At this late stage of the credit cycle, we look for companies with stable cash flows in non-cyclical industries, and in our liquid portfolios we have a higher-quality bias. We also take advantage of the growth of credit markets in Europe and Asia to gain exposure across different stages of the economic cycle. And by giving up some liquidity, we see opportunities to pick up additional yield for comparable credit quality in the private market.

We think the global monetary-policy environment will extend the current credit cycle, and the risk of recession has come down from last year. This is a supportive environment for credit. Nevertheless, we’re still underweight companies in cyclical industries and those with already slow earnings that we think would suffer the most if economic growth slows.

 


Q: You mentioned private assets. What role can they play in a credit portfolio?

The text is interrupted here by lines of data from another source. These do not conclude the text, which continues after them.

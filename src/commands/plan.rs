//! `plan` and `run` command implementation.

use crate::{OutputFormat, PlanArgs};
use pdf_buckets::execution::ExecutionConfig;
use pdf_buckets::planner::PlanConfig;
use pdf_buckets::{DistributionJob, JobSummary, RunConfig, RunMode, TracingObserver, TransferMode};

/// Runs a planning job, executing it when `mode` asks for it.
pub fn run(
    args: PlanArgs,
    mode: RunMode,
    transfer: TransferMode,
) -> Result<(), Box<dyn std::error::Error>> {
    let mut config = RunConfig::new(args.source, args.target)
        .with_buckets(args.buckets)
        .with_journal(args.journal)
        .with_mode(mode);
    config.suffix = args.suffix;
    config.plan = PlanConfig {
        shard_size: args.shard_size,
        ..PlanConfig::default()
    };
    config.execution = ExecutionConfig { mode: transfer };

    let observer = TracingObserver::new();
    let summary = DistributionJob::new(config, &observer).run()?;

    match args.format {
        OutputFormat::Json => println!("{}", serde_json::to_string_pretty(&summary)?),
        OutputFormat::Text => print_summary(&summary),
    }
    Ok(())
}

fn print_summary(summary: &JobSummary) {
    println!(
        "Planned {} files into {} buckets",
        summary.files, summary.bucket_count
    );
    println!();
    for bucket in &summary.buckets {
        println!("  {}", bucket.description());
    }
    let empty = summary.bucket_count - summary.buckets.len();
    if empty > 0 {
        println!("  ({} empty buckets)", empty);
    }
    println!();
    println!(
        "Journal: {} ({} entries)",
        summary.journal_path.display(),
        summary.entries
    );
    match &summary.execution {
        Some(result) => println!(
            "Executed: {} transferred, {} already done",
            result.completed_count, result.skipped_count
        ),
        None => println!("Dry run: no files were moved"),
    }
    println!("Elapsed: {} ms", summary.elapsed_ms);
}
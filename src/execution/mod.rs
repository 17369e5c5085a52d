//! Execution Engine Module
//!
//! Replays a written journal against the filesystem, one entry at a time
//! in journal order.

pub mod executor;

pub use executor::*;
//! Plan journal
//!
//! Append-only JSON-lines record of every planned transfer. Written once,
//! fully, before the execute phase touches the filesystem.

pub mod entry;
pub mod journal;
pub mod recovery;

pub use entry::PlanEntry;
pub use journal::{read_journal, write_journal, JournalLock, JournalReader, DEFAULT_JOURNAL};
pub use recovery::{audit_journal, AuditIssue, AuditReport, EntryState};
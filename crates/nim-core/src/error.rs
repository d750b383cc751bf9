//! Error taxonomy for device sessions.
//!
//! Every failure a caller can observe is one variant of [`NimError`]. The variants
//! fall into two groups:
//!
//! - **Command-scoped**: `Validation`, `Protocol`, `Timeout`, `UnknownCommand`. These
//!   are returned to the caller of a single command and never affect the session.
//! - **Session-scoped**: `Transport`. The endpoint is gone or the I/O layer failed; the
//!   session is torn down and observers receive `device_disconnected`.
//!
//! The remaining variants describe registry state (`AlreadyConnected`, `NotFound`),
//! shutdown (`Cancelled`) and startup (`Configuration`).

use std::time::Duration;
use thiserror::Error;

/// Convenience alias for results using [`NimError`].
pub type NimResult<T> = std::result::Result<T, NimError>;

/// Primary error type for the gateway.
#[derive(Error, Debug, Clone, PartialEq)]
pub enum NimError {
    /// Parameter out of range or malformed target.
    ///
    /// Raised before any I/O, so nothing reached the wire and the cache is untouched.
    /// The message is shown verbatim to the client, e.g. `value out of range 0-255`.
    #[error("{0}")]
    Validation(String),

    /// The reply did not have the expected echo/body/prompt shape, or the device
    /// answered with an error line.
    #[error("protocol error: {0}")]
    Protocol(String),

    /// No prompt arrived within the command deadline.
    ///
    /// The dispatcher slot is released; late bytes are drained before the next write.
    #[error("no response within {0:?}")]
    Timeout(Duration),

    /// Endpoint closed, write failed, or the device was physically removed.
    ///
    /// Fatal for the session and never retried automatically.
    #[error("transport error: {0}")]
    Transport(String),

    /// The session is shutting down and the command was not (or no longer) executed.
    #[error("command cancelled: {0}")]
    Cancelled(String),

    /// A live or connecting session already owns this identifier or endpoint.
    #[error("Device already connected: {0}")]
    AlreadyConnected(String),

    /// No live session with this identifier.
    #[error("Device not found: {0}")]
    NotFound(String),

    /// The driver does not know the requested operation.
    #[error("Unknown command: {0}")]
    UnknownCommand(String),

    /// Invalid configuration detected at startup or connect time.
    #[error("configuration error: {0}")]
    Configuration(String),
}

impl NimError {
    /// Whether the error ends the session it occurred in.
    pub fn is_fatal(&self) -> bool {
        matches!(self, NimError::Transport(_))
    }

    /// Build a validation error for a value outside an inclusive range.
    pub fn out_of_range(name: &str, min: i64, max: i64) -> Self {
        NimError::Validation(format!("{name} out of range {min}-{max}"))
    }
}

impl From<std::io::Error> for NimError {
    fn from(err: std::io::Error) -> Self {
        NimError::Transport(err.to_string())
    }
}

#[cfg(test)]
mod tests {
    use super::*;

    #[test]
    fn only_transport_is_fatal() {
        assert!(NimError::Transport("gone".into()).is_fatal());
        assert!(!NimError::Timeout(Duration::from_millis(5)).is_fatal());
        assert!(!NimError::Protocol("bad echo".into()).is_fatal());
        assert!(!NimError::Validation("x".into()).is_fatal());
        assert!(!NimError::Cancelled("closing".into()).is_fatal());
    }

    #[test]
    fn validation_message_is_verbatim() {
        let err = NimError::out_of_range("value", 0, 255);
        assert_eq!(err.to_string(), "value out of range 0-255");
    }

    #[test]
    fn io_errors_become_transport() {
        let io = std::io::Error::new(std::io::ErrorKind::BrokenPipe, "unplugged");
        let err: NimError = io.into();
        assert!(err.is_fatal());
    }
}
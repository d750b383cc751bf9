//! Request/response exchange over one serial endpoint.
//!
//! The transport owns the port exclusively and performs exactly one exchange at a time:
//! drain stale bytes, write the frame with its CR terminator, then accumulate input until
//! the prompt arrives or the deadline expires. It has no notion of commands or families;
//! ordering between exchanges is the dispatcher's job.

use nim_core::serial::{drain_serial_buffer, DynSerial};
use nim_core::{NimError, NimResult, Reply};
use std::time::Duration;
use tokio::io::{AsyncReadExt, AsyncWriteExt};
use tracing::{instrument, trace};

/// Exclusive owner of an open serial endpoint.
pub struct SerialTransport {
    endpoint: String,
    port: DynSerial,
    drain_window: Duration,
}

impl std::fmt::Debug for SerialTransport {
    fn fmt(&self, f: &mut std::fmt::Formatter<'_>) -> std::fmt::Result {
        f.debug_struct("SerialTransport")
            .field("endpoint", &self.endpoint)
            .field("drain_window", &self.drain_window)
            .finish_non_exhaustive()
    }
}

impl SerialTransport {
    /// Wrap an open port.
    pub fn new(endpoint: impl Into<String>, port: DynSerial, drain_window: Duration) -> Self {
        Self {
            endpoint: endpoint.into(),
            port,
            drain_window,
        }
    }

    /// Endpoint path this transport is bound to.
    pub fn endpoint(&self) -> &str {
        &self.endpoint
    }

    /// Send `frame` and wait for the complete reply.
    ///
    /// # Errors
    ///
    /// - `Timeout` when no prompt arrives within `timeout`
    /// - `Transport` when the endpoint reports EOF or an I/O error
    /// - `Protocol` when the reply is malformed or reports an error
    #[instrument(skip(self), fields(endpoint = %self.endpoint), err)]
    pub async fn exchange(&mut self, frame: &str, timeout: Duration) -> NimResult<Reply> {
        let stale = drain_serial_buffer(&mut self.port, self.drain_window).await;
        if stale > 0 {
            trace!(bytes = stale, "discarded stale input");
        }

        let wire = format!("{frame}\r");
        self.port.write_all(wire.as_bytes()).await?;
        self.port.flush().await?;

        let raw = tokio::time::timeout(timeout, self.read_until_prompt())
            .await
            .map_err(|_| NimError::Timeout(timeout))??;
        trace!(reply = %raw.trim_end(), "received");

        Reply::parse(frame, &raw)
    }

    async fn read_until_prompt(&mut self) -> NimResult<String> {
        let mut raw = String::new();
        let mut buf = [0u8; 256];
        while !Reply::is_complete(&raw) {
            let n = self.port.read(&mut buf).await?;
            if n == 0 {
                return Err(NimError::Transport(format!(
                    "{} closed by the device",
                    self.endpoint
                )));
            }
            raw.push_str(&String::from_utf8_lossy(&buf[..n]));
        }
        Ok(raw)
    }

    /// Release the endpoint.
    pub async fn close(mut self) {
        if let Err(e) = self.port.shutdown().await {
            trace!(endpoint = %self.endpoint, error = %e, "shutdown on close failed");
        }
    }
}
//! Gateway configuration using Figment.
//!
//! Layers, later ones winning:
//! 1. built-in defaults
//! 2. the TOML file (`--config`, or `nim-gateway.toml` in the working directory if present)
//! 3. environment variables prefixed `NIM_GATEWAY_`, nested keys separated by `__`
//!    (e.g. `NIM_GATEWAY_SERVER__PORT=9000`, `NIM_GATEWAY_MHV4__POLL_INTERVAL_MS=500`)
//! 4. command-line flags

use crate::logging::{parse_log_level, LogConfig, LogFormat};
use figment::providers::{Env, Format, Serialized, Toml};
use figment::Figment;
use nim_session::{FamilyConfig, ManagerConfig, SessionConfig};
use serde::{Deserialize, Serialize};
use std::path::Path;

/// Configuration file picked up when `--config` is not given.
pub const DEFAULT_CONFIG_FILE: &str = "nim-gateway.toml";

/// Environment variable prefix.
pub const ENV_PREFIX: &str = "NIM_GATEWAY_";

/// `[server]` section.
#[derive(Debug, Clone, PartialEq, Eq, Serialize, Deserialize)]
pub struct ServerConfig {
    /// Listen address.
    #[serde(default = "default_host")]
    pub host: String,
    /// Listen port.
    #[serde(default = "default_port")]
    pub port: u16,
}

fn default_host() -> String {
    "127.0.0.1".to_string()
}

fn default_port() -> u16 {
    8000
}

impl Default for ServerConfig {
    fn default() -> Self {
        Self {
            host: default_host(),
            port: default_port(),
        }
    }
}

/// Top-level gateway configuration.
#[derive(Debug, Clone, Default, PartialEq, Eq, Serialize, Deserialize)]
pub struct GatewayConfig {
    /// HTTP listener.
    #[serde(default)]
    pub server: ServerConfig,
    /// Logging.
    #[serde(default)]
    pub log: LogConfig,
    /// Serve emulated modules instead of the host's serial ports.
    #[serde(default)]
    pub simulate: bool,
    /// Shared session settings.
    #[serde(default)]
    pub session: SessionConfig,
    /// MSCF-16 settings.
    #[serde(default)]
    pub mscf16: FamilyConfig,
    /// MHV-4 settings.
    #[serde(default)]
    pub mhv4: FamilyConfig,
}

/// Values given on the command line. `None` leaves the lower layers alone.
#[derive(Debug, Clone, Default)]
pub struct Overrides {
    /// `--host`
    pub host: Option<String>,
    /// `--port`
    pub port: Option<u16>,
    /// `--simulate`
    pub simulate: bool,
    /// `--log-level`
    pub log_level: Option<String>,
    /// `--log-format`
    pub log_format: Option<LogFormat>,
}

impl GatewayConfig {
    /// Load from `path` (or the default file), the environment and `overrides`.
    ///
    /// # Errors
    ///
    /// An explicitly named file that does not exist, or a value of the wrong type.
    pub fn load(path: Option<&Path>, overrides: &Overrides) -> Result<Self, figment::Error> {
        let file = match path {
            Some(path) if !path.exists() => {
                return Err(format!("config file {} not found", path.display()).into());
            }
            Some(path) => Toml::file(path),
            None => Toml::file(DEFAULT_CONFIG_FILE),
        };
        Self::figment(file, overrides).extract()
    }

    fn figment(file: figment::providers::Data<Toml>, overrides: &Overrides) -> Figment {
        let mut figment = Figment::from(Serialized::defaults(GatewayConfig::default()))
            .merge(file)
            .merge(Env::prefixed(ENV_PREFIX).split("__"));

        if let Some(host) = &overrides.host {
            figment = figment.merge(Serialized::default("server.host", host));
        }
        if let Some(port) = overrides.port {
            figment = figment.merge(Serialized::default("server.port", port));
        }
        if overrides.simulate {
            figment = figment.merge(Serialized::default("simulate", true));
        }
        if let Some(level) = &overrides.log_level {
            figment = figment.merge(Serialized::default("log.level", level));
        }
        if let Some(format) = overrides.log_format {
            figment = figment.merge(Serialized::default("log.format", format));
        }
        figment
    }

    /// Check values figment cannot check by type.
    ///
    /// # Errors
    ///
    /// Returns a description of the first invalid setting.
    pub fn validate(&self) -> Result<(), String> {
        parse_log_level(&self.log.level)?;
        if self.server.host.trim().is_empty() {
            return Err("server.host must not be empty".into());
        }
        self.manager().validate()
    }

    /// Settings for the session manager.
    pub fn manager(&self) -> ManagerConfig {
        ManagerConfig {
            session: self.session.clone(),
            mscf16: self.mscf16.clone(),
            mhv4: self.mhv4.clone(),
        }
    }

    /// `host:port` to bind.
    pub fn listen_addr(&self) -> String {
        format!("{}:{}", self.server.host, self.server.port)
    }
}
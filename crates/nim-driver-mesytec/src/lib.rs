//! Mesytec NIM module drivers for the NIM gateway.
//!
//! This crate provides:
//! - [`Mscf16Driver`]: MSCF-16 16-channel shaping amplifier with discriminators
//! - [`Mhv4Driver`]: MHV-4 four-channel high-voltage supply
//! - [`sim`]: line-level emulators of both modules for tests and the simulated bench
//!
//! Both modules speak the same framing (`MNEMONIC args\r`, echo, body, prompt), so the
//! drivers only differ in their command tables and reply parsers.
//!
//! ```rust,ignore
//! use nim_core::Family;
//! let driver = nim_driver_mesytec::driver_for(Family::Mhv4);
//! let frames = driver.encode(&Command::new("set_voltage").with("channel", 0).with("voltage", 120.0))?;
//! assert_eq!(frames, vec!["SU 0 1200"]);
//! ```

pub mod mhv4;
pub mod mscf16;
pub mod mscf16_setup;
pub mod sim;

pub use mhv4::Mhv4Driver;
pub use mscf16::Mscf16Driver;

use nim_core::{DeviceDriver, Family};
use std::sync::Arc;

/// Driver instance for `family`.
pub fn driver_for(family: Family) -> Arc<dyn DeviceDriver> {
    match family {
        Family::Mscf16 => Arc::new(Mscf16Driver),
        Family::Mhv4 => Arc::new(Mhv4Driver),
    }
}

A: If you believe that we’re going to be in a low-growth, low-return environment for some time—and we do—then I think you have to ask yourself how you’re going to meet your long-term return objectives. Trying to achieve reasonable return targets in this environment requires taking on some additional exposures, in our view.

When you move into private markets assets like direct lending, opportunistic credit or dislocation strategies, you may be able to harness an illiquidity premium or a complexity premium, on top of the spread premium that you’re getting in public markets. This can obviously improve your long-term return profile, but it can also improve the resiliency of your portfolio via exposure to these diversifying sources of return.